Let’s be clear: the action is phenomenal.
Spoilers ahead!
OK, so there’s a flamethrower sequence where Eve barbecues about 45 henchmen like she’s grilling them for a Fourth of July massacre. It’s brutal, surprising and absolutely badass. Then there’s the ice skate fight, yes, a literal deathmatch on a random patch of indoor ice using the blade of a skate as a weapon and it rips.
The choreography, the pacing, the kill creativity are chef’s kiss, friends. This is the stuff John Wick fans show up for, and Ballerina delivers it in spades.

And de Armas is fully believable as an assassin. You can see the physical commitment in every hit and exhausted breath. If Wick is pain, she clearly did her time. You believe that she trained for this and probably needed dozens of ice baths after each shooting day. You believe she can kill, but what’s missing is what happens between the killings.
There’s a club scene early on in the film that teases something different.

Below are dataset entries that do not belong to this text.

use super::contour::Contour;
use iced::Color;
use indexmap::IndexMap;
use std::cmp::Ordering;
use std::collections::BTreeMap;
use std::fmt;
use std::sync::Arc;

/// Opaque handle grouping the graphics of one layer on a canvas.
#[derive(Debug, Clone, Copy, PartialEq, Eq, Hash, PartialOrd, Ord)]
pub struct LayerHandle(u64);

impl LayerHandle {
    pub fn new(id: u64) -> Self {
        Self(id)
    }
}

/// RT ROI Interpreted Type (3006,00A4).
#[derive(Debug, Clone, PartialEq, Eq, Default)]
pub enum RoiInterpretedType {
    External,
    Organ,
    Target,
    Ptv,
    Ctv,
    Gtv,
    Avoidance,
    Bolus,
    Marker,
    Other(String),
    #[default]
    Unspecified,
}

impl RoiInterpretedType {
    pub fn parse(value: &str) -> Self {
        match value.trim().to_ascii_uppercase().as_str() {
            "" => Self::Unspecified,
            "EXTERNAL" => Self::External,
            "ORGAN" => Self::Organ,
            "TARGET" => Self::Target,
            "PTV" => Self::Ptv,
            "CTV" => Self::Ctv,
            "GTV" => Self::Gtv,
            "AVOIDANCE" => Self::Avoidance,
            "BOLUS" => Self::Bolus,
            "MARKER" => Self::Marker,
            other => Self::Other(other.to_string()),
        }
    }

    pub fn is_external(&self) -> bool {
        matches!(self, Self::External)
    }
}

/// Identity of a structure within one RT case.
#[derive(Debug, Clone, PartialEq, Eq, Hash)]
pub struct StructureKey {
    pub roi_number: i32,
    pub roi_name: String,
}

#[derive(Debug, Clone, PartialEq)]
pub struct Structure {
    pub roi_number: i32,
    pub roi_name: String,
    pub color: Color,
    pub thickness: f32,
    pub interpreted_type: RoiInterpretedType,
}

impl Structure {
    pub fn key(&self) -> StructureKey {
        StructureKey {
            roi_number: self.roi_number,
            roi_name: self.roi_name.clone(),
        }
    }
}

#[derive(Debug, Clone, PartialEq)]
pub struct StructureLayer {
    pub structure: Structure,
    pub layer: LayerHandle,
}

impl fmt::Display for StructureLayer {
    fn fmt(&self, f: &mut fmt::Formatter<'_>) -> fmt::Result {
        f.write_str(&self.structure.roi_name)
    }
}

/// Slice position used to index isodose planes.
///
/// Ordered and compared with `f64::total_cmp`, so lookups are exact: no
/// rounding and no nearest-plane fallback.
#[derive(Debug, Clone, Copy)]
pub struct PlaneKey(pub f64);

impl PartialEq for PlaneKey {
    fn eq(&self, other: &Self) -> bool {
        self.cmp(other) == Ordering::Equal
    }
}

impl Eq for PlaneKey {}

impl PartialOrd for PlaneKey {
    fn partial_cmp(&self, other: &Self) -> Option<Ordering> {
        Some(self.cmp(other))
    }
}

impl Ord for PlaneKey {
    fn cmp(&self, other: &Self) -> Ordering {
        self.0.total_cmp(&other.0)
    }
}

/// Identity of an isodose level within one RT case.
///
/// Levels compare by value, with `-0.0` and `0.0` folded together.
#[derive(Debug, Clone, PartialEq, Eq, Hash)]
pub struct IsoDoseKey {
    level_bits: u64,
    pub label: String,
}

impl IsoDoseKey {
    fn new(level: f64, label: &str) -> Self {
        let level = if level == 0.0 { 0.0 } else { level };
        Self {
            level_bits: level.to_bits(),
            label: label.to_string(),
        }
    }
}

#[derive(Debug, Clone, PartialEq)]
pub struct IsoDose {
    /// Dose level in percent of the prescription.
    pub level: f64,
    pub label: String,
    pub color: Color,
    pub thickness: f32,
    pub planes: BTreeMap<PlaneKey, Vec<Contour>>,
}

impl IsoDose {
    pub fn new(level: f64, color: Color, thickness: f32) -> Self {
        Self {
            level,
            label: format!("{level} %"),
            color,
            thickness,
            planes: BTreeMap::new(),
        }
    }

    pub fn key(&self) -> IsoDoseKey {
        IsoDoseKey::new(self.level, &self.label)
    }

    pub fn contours_at(&self, z: f64) -> Option<&[Contour]> {
        self.planes.get(&PlaneKey(z)).map(Vec::as_slice)
    }

    #[cfg(test)]
    pub fn add_contour(&mut self, z: f64, contour: Contour) {
        self.planes.entry(PlaneKey(z)).or_default().push(contour);
    }
}

#[derive(Debug, Clone, PartialEq)]
pub struct IsoDoseLayer {
    pub iso_dose: IsoDose,
    pub layer: LayerHandle,
}

impl fmt::Display for IsoDoseLayer {
    fn fmt(&self, f: &mut fmt::Formatter<'_>) -> fmt::Result {
        f.write_str(&self.iso_dose.label)
    }
}

#[derive(Debug, Clone, PartialEq)]
pub struct Dose {
    pub sop_instance_uid: String,
    pub iso_doses: IndexMap<i32, Arc<IsoDoseLayer>>,
}

impl Dose {
    pub fn iso_dose_layers(&self) -> Vec<Arc<IsoDoseLayer>> {
        self.iso_doses.values().cloned().collect()
    }
}

#[derive(Debug, Clone, PartialEq)]
pub struct Plan {
    pub sop_instance_uid: String,
    pub label: String,
    pub doses: Vec<Dose>,
}

impl Plan {
    /// The first dose drives isodose rendering.
    pub fn first_dose(&self) -> Option<&Dose> {
        self.doses.first()
    }
}

#[cfg(test)]
mod tests {
    use super::*;

    #[test]
    fn interpreted_type_parsing_is_case_insensitive() {
        assert_eq!(RoiInterpretedType::parse("external"), RoiInterpretedType::External);
        assert_eq!(RoiInterpretedType::parse(" PTV "), RoiInterpretedType::Ptv);
        assert_eq!(RoiInterpretedType::parse(""), RoiInterpretedType::Unspecified);
        assert_eq!(
            RoiInterpretedType::parse("CAVITY"),
            RoiInterpretedType::Other("CAVITY".into())
        );
        assert!(RoiInterpretedType::parse("EXTERNAL").is_external());
        assert!(!RoiInterpretedType::parse("ORGAN").is_external());
    }

    #[test]
    fn plane_lookup_is_exact() {
        let mut iso = IsoDose::new(50.0, Color::WHITE, 1.0);
        iso.add_contour(12.0, Contour::point(glam::DVec3::new(0.0, 0.0, 12.0)));

        assert!(iso.contours_at(12.0).is_some());
        assert!(iso.contours_at(10.0).is_none());
        assert!(iso.contours_at(12.0 + 1e-9).is_none());
    }

    #[test]
    fn isodose_identity_uses_level_and_label() {
        let a = IsoDose::new(50.0, Color::WHITE, 1.0);
        let mut b = IsoDose::new(50.0, Color::BLACK, 2.0);
        assert_eq!(a.key(), b.key());

        b.label = "half".into();
        assert_ne!(a.key(), b.key());
        assert_ne!(a.key(), IsoDose::new(50.5, Color::WHITE, 1.0).key());
    }

    #[test]
    fn signed_zero_levels_share_identity() {
        let mut positive = IsoDose::new(0.0, Color::WHITE, 1.0);
        let mut negative = IsoDose::new(-0.0, Color::WHITE, 1.0);
        positive.label = "floor".into();
        negative.label = "floor".into();
        assert_eq!(positive.key(), negative.key());
    }
}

Decked out in a fur jacket and a strapless black sequined dress, Eve is visibly nervous as she prepares to take down her first target with a gun full of rubber bullets. It’s her first real mission, and you can sense that bodily harm is coming her way.
She’s an assassin with training wheels, still learning how to be ruthless. And for a moment, Ballerina feels like it might be about something more than revenge.

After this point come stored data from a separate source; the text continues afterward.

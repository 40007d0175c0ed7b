pub mod dicom_entry;
pub mod loader;
pub mod tree;

pub use dicom_entry::{DicomEntry, DicomView, EntryContent};
pub use tree::TreeNodeKey;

But then the movie veers hard back onto the Wick track.
Instead of exploring Eve’s unique path, it hands her a recycled plot, a basic “find the man who killed my father” setup, complete with a tacked-on child to protect and a random sister reveal that goes nowhere. After the first 15 minutes, we begin to lose any emotional or character-driven threads. The women who trained with her? Gone. Her “secret sister” gets like four minutes of screen time and Eve loses definition. She has no standout style, signature look or real voice.
And that’s a huge missed opportunity.

This is a story about a woman operating in a hyper-masculine world, a professional killer in a field that’s almost exclusively portrayed by men in fiction.” Fight like a girl” should’ve been more than just a whisper of a theme. The Wickverse doesn’t need a gender-swapped clone. It needs someone who uses her strengths differently, maybe someone who weaponizes femininity, psychology and presence. Eve could’ve been that, but instead, she’s flattened into another stoic, wounded soul on autopilot.
There’s nothing wrong with subtlety or restraint, but there’s a difference between minimalism and blandness. Wick was quiet, but everything about him—from his tailored suits to his brutal efficiency—made him iconic. Eve deserved the same. Let her have a signature look. A lil’ flair. Give her one line we want to quote later, in the vein of “I’m thinking I’m back.” Something to hang her identity on. Instead, the film plays it safe and ends up feeling like it’s afraid to let her shine.
And let me be clear, in my opinion, the movie is never bad. It’s competently made and visually slick and features a few memorable action sequences.
But it never quite justifies its own existence beyond “We need a spinoff.” It doesn’t push the Wickverse forward or carve out a space for women in this world. It just shows that they can shoot guns too, and I wanted more.
Ballerina could’ve been a reset button. It could’ve shown what it looks like when a woman breaks the mold in a world built to exclude her. It had moments of potential, flashes of something more stylish. But instead, it chose to stay in the shadow of John Wick, when it had every reason to step into its own spotlight.